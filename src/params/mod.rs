//! Parameter system: identifiers, host automation points, and the
//! sample-accurate automation engine.

/*
Sample-Accurate Automation
==========================

Hosts send parameter changes sparsely: a handful of (offset, value) points
per block, or none at all. The DSP loop wants a value for every sample. Each
ParamUnit rebuilds a dense per-sample buffer every block in three passes:

  1. Pre-fill     buffer = [last, last, last, ...]
                  (no automation this block → value simply holds)

  2. Events       points (0, 0.2), (10, 0.8) over 20 samples:

                  index   0 ... 9   10 ... 19
                  value   0.2       0.8

                  Each point's value holds until the next point. Points with
                  the same offset: the last one wins.

  3. Smoothing    a one-pole filter runs over the buffer in order:
                      value += (raw - value) * smooth_factor
                  Its memory is carried into the next block, so a ramp that
                  is still moving at the end of one block keeps moving into
                  the next instead of restarting (restarting clicks).

Discrete controls (depth, note, Hz/note switch) skip step 3 and stay as
exact steps.

Bypass is not a ParamUnit: it is read once per block from the last point
of its queue.
*/

mod container;
mod unit;

#[cfg(feature = "serde")]
use serde::{Deserialize, Serialize};

pub use container::AudioEffectParameters;
pub use unit::ParamUnit;

/// Stable parameter identifiers. The numeric values are the host-facing
/// tags and never change.
#[cfg_attr(feature = "serde", derive(Serialize, Deserialize))]
#[derive(Debug, Clone, Copy, PartialEq, Eq, Hash)]
#[repr(u32)]
pub enum ParamId {
    Depth = 100,
    Center = 101,
    Note = 102,
    Focus = 103,
    // 104 reserved
    CenterType = 105,
    NoteOffset = 106,
    Bypass = 107,
    Feedback = 108,
}

impl ParamId {
    /// Every parameter, in persisted-state order.
    pub const ALL: [ParamId; 8] = [
        ParamId::Depth,
        ParamId::Center,
        ParamId::Note,
        ParamId::Focus,
        ParamId::CenterType,
        ParamId::NoteOffset,
        ParamId::Bypass,
        ParamId::Feedback,
    ];

    pub fn from_raw(raw: u32) -> Option<Self> {
        Self::ALL.into_iter().find(|id| id.raw() == raw)
    }

    pub fn raw(self) -> u32 {
        self as u32
    }

    pub fn name(self) -> &'static str {
        match self {
            ParamId::Depth => "Depth",
            ParamId::Center => "Frequency",
            ParamId::Note => "Note",
            ParamId::Focus => "Focus",
            ParamId::CenterType => "Hz/Note",
            ParamId::NoteOffset => "Fine",
            ParamId::Bypass => "Bypass",
            ParamId::Feedback => "Feedback",
        }
    }

    /// Normalized default value.
    pub fn default_value(self) -> f32 {
        match self {
            ParamId::Depth => 0.5,
            ParamId::Center => 0.5,
            ParamId::Note => 0.5,
            ParamId::Focus => 0.5,
            ParamId::CenterType => 0.0,
            ParamId::NoteOffset => 0.5,
            ParamId::Bypass => 0.0,
            ParamId::Feedback => 0.5,
        }
    }

    /// Smoothing time in ms; 0 for discrete controls.
    pub fn smooth_time_ms(self) -> f32 {
        match self {
            ParamId::Center | ParamId::Focus | ParamId::NoteOffset => 20.0,
            ParamId::Feedback => 10.0,
            ParamId::Depth | ParamId::Note | ParamId::CenterType | ParamId::Bypass => 0.0,
        }
    }
}

/// One host automation point: `value` takes effect at sample `offset`.
#[derive(Debug, Clone, Copy, PartialEq)]
pub struct AutomationPoint {
    pub offset: usize,
    pub value: f32,
}

impl AutomationPoint {
    pub fn new(offset: usize, value: f32) -> Self {
        Self { offset, value }
    }
}

/// All of one parameter's automation points for a block, ordered by offset.
#[derive(Debug, Clone, Copy)]
pub struct ParamChanges<'a> {
    pub id: ParamId,
    pub points: &'a [AutomationPoint],
}

impl<'a> ParamChanges<'a> {
    pub fn new(id: ParamId, points: &'a [AutomationPoint]) -> Self {
        Self { id, points }
    }

    /// Build from a host tag; `None` for tags this effect does not know.
    pub fn from_raw(raw: u32, points: &'a [AutomationPoint]) -> Option<Self> {
        ParamId::from_raw(raw).map(|id| Self { id, points })
    }

    /// Value of the last point, if any.
    pub fn last_value(&self) -> Option<f32> {
        self.points.last().map(|point| point.value)
    }
}
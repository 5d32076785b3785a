use std::f32::consts::TAU;

use super::{AutomationPoint, ParamId};

/// Gap below which a smoothed parameter snaps onto its raw value.
const SNAP_EPSILON: f32 = 1e-3;

/// One automation-controlled parameter with a dense per-sample buffer.
///
/// The buffer is allocated once at the maximum block size; each block only
/// uses its first `block_len` entries.
#[derive(Debug, Clone)]
pub struct ParamUnit {
    id: ParamId,
    /// Last value received verbatim from the host
    explicit: f32,
    /// One-pole memory, carried across blocks
    smoothed: f32,
    buffer: Vec<f32>,
    block_len: usize,
    smooth_factor: f32,
    wants_smoothing: bool,
}

impl ParamUnit {
    /// Create an unsmoothed parameter with room for `capacity` samples.
    pub fn new(id: ParamId, default_value: f32, capacity: usize) -> Self {
        Self {
            id,
            explicit: default_value,
            smoothed: default_value,
            buffer: vec![default_value; capacity],
            block_len: 0,
            smooth_factor: 1.0,
            wants_smoothing: false,
        }
    }

    pub fn id(&self) -> ParamId {
        self.id
    }

    /// Set the smoothing time. Zero (or less) disables smoothing.
    pub fn set_smooth_time(&mut self, time_ms: f32, sample_rate: f32) {
        if time_ms > 0.0 && sample_rate > 0.0 {
            self.smooth_factor = 1.0 - (-TAU / (time_ms * 0.001 * sample_rate)).exp();
            self.wants_smoothing = true;
        } else {
            self.smooth_factor = 1.0;
            self.wants_smoothing = false;
        }
    }

    pub fn wants_smoothing(&self) -> bool {
        self.wants_smoothing
    }

    pub fn smooth_factor(&self) -> f32 {
        self.smooth_factor
    }

    /// Change the buffer capacity. Allocates; never call from the audio path.
    pub fn set_capacity(&mut self, capacity: usize) {
        self.buffer.resize(capacity, self.explicit);
        self.block_len = self.block_len.min(capacity);
    }

    pub fn capacity(&self) -> usize {
        self.buffer.len()
    }

    /// Start a block of `num_samples`: pre-fill with the last explicit value.
    pub fn begin_block(&mut self, num_samples: usize) {
        self.block_len = num_samples.min(self.buffer.len());
        let explicit = self.explicit;
        self.buffer[..self.block_len].fill(explicit);
    }

    /// Write host automation points into the current block as a step
    /// function.
    ///
    /// `base_offset` is subtracted from every point's offset (for sub-block
    /// processing). Offsets are trusted to be non-decreasing; one past the
    /// end of the block lands on the last sample. Values are clamped to
    /// `[0, 1]`.
    pub fn apply_points(&mut self, points: &[AutomationPoint], base_offset: usize) {
        let len = self.block_len;
        if len == 0 || points.is_empty() {
            return;
        }

        let mut current = self.explicit;
        let mut cursor = 0;

        for point in points {
            let offset = point.offset.saturating_sub(base_offset).min(len - 1);
            if offset > cursor {
                self.buffer[cursor..offset].fill(current);
                cursor = offset;
            }
            current = point.value.clamp(0.0, 1.0);
        }

        self.buffer[cursor..len].fill(current);
        self.explicit = current;
    }

    /// Run the one-pole smoother over the block in place.
    ///
    /// Discrete parameters keep their step buffer and adopt the explicit
    /// value directly.
    pub fn smooth(&mut self) {
        if !self.wants_smoothing {
            self.smoothed = self.explicit;
            return;
        }

        let factor = self.smooth_factor;
        let mut smoothed = self.smoothed;

        for value in self.buffer[..self.block_len].iter_mut() {
            let difference = *value - smoothed;
            if difference.abs() < SNAP_EPSILON {
                smoothed = *value;
            } else {
                smoothed += difference * factor;
            }
            *value = smoothed;
        }

        self.smoothed = smoothed;
    }

    /// Value for sample `index` of the current block.
    #[inline]
    pub fn value_at(&self, index: usize) -> f32 {
        debug_assert!(index < self.block_len, "parameter read past block end");
        self.buffer[index]
    }

    /// The current block's dense values.
    pub fn block(&self) -> &[f32] {
        &self.buffer[..self.block_len]
    }

    pub fn block_len(&self) -> usize {
        self.block_len
    }

    /// Last explicit (unsmoothed) value.
    pub fn last_value(&self) -> f32 {
        self.explicit
    }

    pub fn smoothed_value(&self) -> f32 {
        self.smoothed
    }

    /// Set the explicit value; it takes effect from the next block.
    pub fn set(&mut self, value: f32) {
        self.explicit = value.clamp(0.0, 1.0);
    }

    /// Fill the whole buffer with `value` and make it the explicit value.
    ///
    /// The smoother is left alone so a restored value is approached
    /// smoothly.
    pub fn fill_with(&mut self, value: f32) {
        let value = value.clamp(0.0, 1.0);
        self.explicit = value;
        self.buffer.fill(value);
    }

    /// Jump the smoother to the explicit value.
    pub fn snap_smoothed(&mut self) {
        self.smoothed = self.explicit;
    }
}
--*--
▸ **Work required**: Return every line of the entries above that the string "Focus" appears in.

▸ **Response**:
    Focus = 103,
        ParamId::Focus,
            ParamId::Focus => "Focus",
            ParamId::Focus => 0.5,
            ParamId::Center | ParamId::Focus | ParamId::NoteOffset => 20.0,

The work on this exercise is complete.